Tags: Beans, Fiber, Rice
Posted in Diabetes, Food and Drink, Nutrition | No Comments;
I’m always on the lookout for “new” foods that I can add to my diet to keep things interesting. If these culinary additions happen to be delicious and nutrient dense, all the better. Sweet potato leaves are an excellent candidate that I’m planning to experiment with for two reasons. First and foremost, they bring robust nutrition to the table. A publication appearing in the October 2010 issue of the journal Nutrition Reviews proclaims that eating sweet potato leaves may “play a role in health promotion by improving immune function, reducing oxidative stress and free radical damage, reducing cardiovascular disease risk, and suppressing cancer cell growth”. All of these assertions and more are backed up by scientific studies in prestigious medical journals. There’s even evidence that eating sweet potato greens may protect consumers from age-related conditions such as macular degeneration.

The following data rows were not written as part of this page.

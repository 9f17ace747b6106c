use ahash::AHashMap;
use tracing::info;

use crate::{
    TripleError,
    api::{self, Direction, SearchMethod},
    config::QueryConfig,
    loader,
    table::{Column, Table},
};

const DEFAULT_REL_SQL: &str = "SELECT head, relation, tail FROM relation_triples";
const DEFAULT_ATTR_SQL: &str = "SELECT head, relation, tail FROM attribute_triples";

#[derive(Clone, Debug, PartialEq, Eq)]
pub struct CommandLineConfig {
    pub relations: Option<String>,
    pub attributes: Option<String>,
    pub database: Option<String>,
    pub rel_sql: String,
    pub attr_sql: String,
    pub config: Option<String>,
    pub command: String,
    pub command_args: Vec<String>,
}

impl CommandLineConfig {
    pub fn from_args(args: &[&str]) -> Result<Self, String> {
        let mut relations = None;
        let mut attributes = None;
        let mut database = None;
        let mut rel_sql = DEFAULT_REL_SQL.to_string();
        let mut attr_sql = DEFAULT_ATTR_SQL.to_string();
        let mut config = None;
        let mut command = None;
        let mut command_args = Vec::new();
        let mut iter = args.iter().skip(1);
        while let Some(arg) = iter.next() {
            if command.is_some() {
                command_args.push(arg.to_string());
                continue;
            }
            match *arg {
                "--rel" => relations = Some(flag_value(&mut iter, "--rel")?),
                "--attr" => attributes = Some(flag_value(&mut iter, "--attr")?),
                "--db" | "--database" => database = Some(flag_value(&mut iter, "--db")?),
                "--rel-sql" => rel_sql = flag_value(&mut iter, "--rel-sql")?,
                "--attr-sql" => attr_sql = flag_value(&mut iter, "--attr-sql")?,
                "--config" => config = Some(flag_value(&mut iter, "--config")?),
                other if other.starts_with('-') => {
                    return Err(format!("unknown flag {other}"));
                }
                _ => command = Some(arg.to_string()),
            }
        }
        let command = command.ok_or_else(|| "missing command".to_string())?;
        Ok(Self {
            relations,
            attributes,
            database,
            rel_sql,
            attr_sql,
            config,
            command,
            command_args,
        })
    }

    pub fn help() -> &'static str {
        "Usage: triplequery [--rel FILE] [--attr FILE] [--db PATH [--rel-sql SQL] [--attr-sql SQL]] \
[--config FILE] COMMAND [ARGS]\n\
Commands:\n  \
clean\n  \
select ID... [--column head|relation|tail] [--on rel|attr]\n  \
select-rel RELATION [--on rel|attr]\n  \
select-type TYPE\n  \
search QUERY [--method exact|substring|close]\n  \
neighbors ID [--direction in|out|both]\n  \
neighbor-rel ID [--direction in|out|both] [--keep-self]\n  \
neighbor-attr ID [--direction in|out|both]\n"
    }

    pub fn query_config(&self) -> Result<QueryConfig, TripleError> {
        match &self.config {
            Some(path) => QueryConfig::from_file(path),
            None => Ok(QueryConfig::default()),
        }
    }

    pub fn relation_table(&self) -> Result<Table, TripleError> {
        self.load_table(self.relations.as_deref(), &self.rel_sql, "relation")
    }

    pub fn attribute_table(&self) -> Result<Table, TripleError> {
        self.load_table(self.attributes.as_deref(), &self.attr_sql, "attribute")
    }

    fn load_table(&self, file: Option<&str>, sql: &str, what: &str) -> Result<Table, TripleError> {
        match (file, self.database.as_deref()) {
            (Some(path), _) => loader::from_json_file(path),
            (None, Some(db)) => loader::open_sqlite(db, sql),
            (None, None) => Err(TripleError::invalid_input(format!(
                "no {what} table given, use --{} FILE or --db PATH",
                if what == "relation" { "rel" } else { "attr" }
            ))),
        }
    }
}

fn flag_value<'a, 'b: 'a, I>(iter: &mut I, flag: &str) -> Result<String, String>
where
    I: Iterator<Item = &'a &'b str>,
{
    iter.next()
        .map(|value| value.to_string())
        .ok_or_else(|| format!("{flag} requires a value"))
}

#[derive(Debug, Default)]
struct CommandArgs {
    positional: Vec<String>,
    options: AHashMap<String, String>,
    keep_self: bool,
}

impl CommandArgs {
    fn parse(args: &[String]) -> Result<Self, TripleError> {
        let mut parsed = CommandArgs::default();
        let mut iter = args.iter();
        while let Some(arg) = iter.next() {
            match arg.as_str() {
                "--keep-self" => parsed.keep_self = true,
                flag if flag.starts_with("--") => {
                    let value = iter.next().ok_or_else(|| {
                        TripleError::invalid_input(format!("{flag} requires a value"))
                    })?;
                    parsed
                        .options
                        .insert(flag.trim_start_matches("--").to_string(), value.clone());
                }
                _ => parsed.positional.push(arg.clone()),
            }
        }
        Ok(parsed)
    }

    fn first(&self, what: &str) -> Result<&str, TripleError> {
        self.positional
            .first()
            .map(String::as_str)
            .ok_or_else(|| TripleError::invalid_input(format!("missing {what}")))
    }

    fn direction(&self, config: &QueryConfig) -> Result<Direction, TripleError> {
        self.options
            .get("direction")
            .map_or(Ok(config.direction), |value| value.parse())
    }
}

/// Runs the configured command and returns the lines to print.
pub fn run_command(cli: &CommandLineConfig) -> Result<Vec<String>, TripleError> {
    let config = cli.query_config()?;
    let args = CommandArgs::parse(&cli.command_args)?;
    info!(command = %cli.command, "running command");
    match cli.command.as_str() {
        "clean" => {
            let mut table = cli.attribute_table()?;
            api::clean(&mut table)?;
            Ok(record_lines(&table))
        }
        "select" => {
            if args.positional.is_empty() {
                return Err(TripleError::invalid_input("missing ID"));
            }
            let table = table_for(cli, &args)?;
            let column = match args.options.get("column") {
                Some(name) => Column::from_position(table.resolve_column(name)?)
                    .ok_or_else(|| TripleError::unknown_column(name.as_str()))?,
                None => Column::default(),
            };
            Ok(record_lines(&api::select(
                &table,
                &args.positional,
                column,
            )?))
        }
        "select-rel" => {
            let table = table_for(cli, &args)?;
            Ok(record_lines(&api::select_rel(&table, args.first("RELATION")?)?))
        }
        "select-type" => {
            let table = cli.relation_table()?;
            Ok(record_lines(&api::select_by_type(
                &table,
                args.first("TYPE")?,
                &config.type_relation,
            )?))
        }
        "search" => {
            let table = cli.attribute_table()?;
            let method = args
                .options
                .get("method")
                .map_or(Ok(config.search_method), |value| value.parse::<SearchMethod>())?;
            Ok(record_lines(&api::search_with_cutoff(
                &table,
                args.first("QUERY")?,
                method,
                config.close_cutoff,
            )?))
        }
        "neighbors" => {
            let table = cli.relation_table()?;
            let mut ids: Vec<String> =
                api::neighbor_set(&table, args.first("ID")?, args.direction(&config)?)?
                    .into_iter()
                    .collect();
            ids.sort();
            Ok(ids)
        }
        "neighbor-rel" => {
            let table = cli.relation_table()?;
            let filter_self = config.filter_self && !args.keep_self;
            Ok(record_lines(&api::neighbor_rel_triples(
                &table,
                args.first("ID")?,
                args.direction(&config)?,
                filter_self,
            )?))
        }
        "neighbor-attr" => {
            let rel = cli.relation_table()?;
            let attr = cli.attribute_table()?;
            Ok(record_lines(&api::neighbor_attr_triples(
                &rel,
                &attr,
                args.first("ID")?,
                args.direction(&config)?,
            )?))
        }
        other => Err(TripleError::invalid_input(format!("unknown command {other}"))),
    }
}

fn table_for(cli: &CommandLineConfig, args: &CommandArgs) -> Result<Table, TripleError> {
    match args.options.get("on").map(String::as_str) {
        None | Some("rel") => cli.relation_table(),
        Some("attr") => cli.attribute_table(),
        Some(other) => Err(TripleError::invalid_enum("table", other, "rel, attr")),
    }
}

fn record_lines(table: &Table) -> Vec<String> {
    table
        .records()
        .into_iter()
        .map(|record| serde_json::Value::Object(record).to_string())
        .collect()
}

#[cfg(test)]
mod tests {
    use super::*;

    #[test]
    fn parses_global_flags_before_command() {
        let cfg = CommandLineConfig::from_args(&[
            "triplequery",
            "--rel",
            "rel.json",
            "neighbors",
            "e1",
            "--direction",
            "out",
        ])
        .unwrap();
        assert_eq!(cfg.relations.as_deref(), Some("rel.json"));
        assert_eq!(cfg.command, "neighbors");
        assert_eq!(cfg.command_args, vec!["e1", "--direction", "out"]);
        assert_eq!(cfg.rel_sql, DEFAULT_REL_SQL);
    }

    #[test]
    fn rejects_unknown_flags_and_missing_values() {
        assert!(CommandLineConfig::from_args(&["triplequery", "--bogus"]).is_err());
        assert!(CommandLineConfig::from_args(&["triplequery", "--rel"]).is_err());
        assert!(CommandLineConfig::from_args(&["triplequery"]).is_err());
    }

    #[test]
    fn command_args_split_options_and_positionals() {
        let args = CommandArgs::parse(&[
            "e1".to_string(),
            "--keep-self".to_string(),
            "--direction".to_string(),
            "in".to_string(),
        ])
        .unwrap();
        assert_eq!(args.positional, vec!["e1"]);
        assert!(args.keep_self);
        assert_eq!(
            args.direction(&QueryConfig::default()).unwrap(),
            Direction::In
        );
    }

    #[test]
    fn missing_tables_are_reported() {
        let cfg = CommandLineConfig::from_args(&["triplequery", "neighbors", "e1"]).unwrap();
        assert!(matches!(
            run_command(&cfg),
            Err(TripleError::InvalidInput(_))
        ));
    }
}
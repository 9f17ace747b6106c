use std::{env, process};

use tracing_subscriber::EnvFilter;
use triplequery::client::{CommandLineConfig, run_command};

fn main() {
    tracing_subscriber::fmt()
        .with_env_filter(
            EnvFilter::try_from_default_env().unwrap_or_else(|_| EnvFilter::new("warn")),
        )
        .with_writer(std::io::stderr)
        .init();

    let args: Vec<String> = env::args().collect();
    if args.iter().any(|arg| arg == "--help" || arg == "-h") {
        println!("{}", CommandLineConfig::help());
        return;
    }
    let arg_refs: Vec<&str> = args.iter().map(|s| s.as_str()).collect();
    let config = match CommandLineConfig::from_args(&arg_refs) {
        Ok(cfg) => cfg,
        Err(err) => {
            eprintln!("error: {err}");
            eprint!("{}", CommandLineConfig::help());
            process::exit(2);
        }
    };

    match run_command(&config) {
        Ok(lines) => {
            for line in lines {
                println!("{line}");
            }
        }
        Err(err) => {
            eprintln!("command failed: {err}");
            process::exit(1);
        }
    }
}
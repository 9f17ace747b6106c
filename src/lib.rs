//! Query helpers over head/relation/tail triple tables.
//!
//! Relation triples link entities to entities, attribute triples link
//! entities to literal values. Tables are plain in-memory [`Table`]s whose
//! first three columns are read as head, relation and tail.
//!
//! ```rust
//! use triplequery::{Direction, Table, neighbor_set};
//!
//! let rel = Table::from_triples([("e1", "rel0", "e4"), ("e5", "rel1", "e1")]);
//! let mut ids: Vec<_> = neighbor_set(&rel, "e1", Direction::Both)?.into_iter().collect();
//! ids.sort();
//! assert_eq!(ids, ["e4", "e5"]);
//! # Ok::<(), triplequery::TripleError>(())
//! ```

pub mod api;
pub mod client;
pub mod config;
pub mod errors;
pub mod fixtures;
pub mod guard;
pub mod loader;
pub mod query;
pub mod similarity;
pub mod table;

pub use crate::api::{
    Direction, RDF_TYPE, SearchMethod, Selection, clean, neighbor_attr_triples,
    neighbor_rel_triples, neighbor_set, search, search_with_cutoff, select, select_by_type,
    select_rel,
};
pub use crate::config::QueryConfig;
pub use crate::errors::TripleError;
pub use crate::query::TableQuery;
pub use crate::table::{Column, Table};
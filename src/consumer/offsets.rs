//! In-order offset tracking for concurrent dispatch
//!
//! Messages on one partition may settle out of order when several are in
//! flight. Committing a later offset acknowledges every earlier one, so the
//! tracker only releases the highest offset below which everything settled.

use std::collections::{BTreeMap, HashMap};
use tracing::debug;

/// Pending offsets per topic and partition
#[derive(Debug, Default)]
pub struct OffsetTracker {
    partitions: HashMap<(String, i32), BTreeMap<i64, bool>>,
}

impl OffsetTracker {
    /// Create an empty tracker
    pub fn new() -> Self {
        Self::default()
    }

    /// Register a polled offset as in flight
    pub fn track(&mut self, topic: &str, partition: i32, offset: i64) {
        self.partitions
            .entry((topic.to_string(), partition))
            .or_default()
            .insert(offset, false);
    }

    /// Mark `offset` settled.
    ///
    /// Returns the offset to commit when the settled prefix of the partition
    /// grew, `None` while an earlier offset is still in flight.
    pub fn settle(&mut self, topic: &str, partition: i32, offset: i64) -> Option<i64> {
        let key = (topic.to_string(), partition);
        let pending = self.partitions.get_mut(&key)?;

        match pending.get_mut(&offset) {
            Some(settled) => *settled = true,
            None => {
                debug!("Offset {} on {}[{}] was never tracked", offset, topic, partition);
                return None;
            }
        }

        let mut watermark = None;
        while let Some(entry) = pending.first_entry() {
            if !*entry.get() {
                break;
            }
            watermark = Some(entry.remove_entry().0);
        }

        if pending.is_empty() {
            self.partitions.remove(&key);
        }
        watermark
    }

    /// Offsets tracked but not yet released
    pub fn pending(&self) -> usize {
        self.partitions.values().map(BTreeMap::len).sum()
    }
}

Secondly, according to a few of my foodie friends, these dark green leafy vegetables are quite versatile and can be used in place of other, more commonly used contenders including collard greens, kale and spinach. They can also be eaten raw as complementary or primary ingredients in salads. Perhaps best of all, they’re naturally low in calories (about 20 calories per cup) and have a very low glycemic load of only 2. I hope you’ll join me in trying out this traditional food which may be as new for you as it is for me.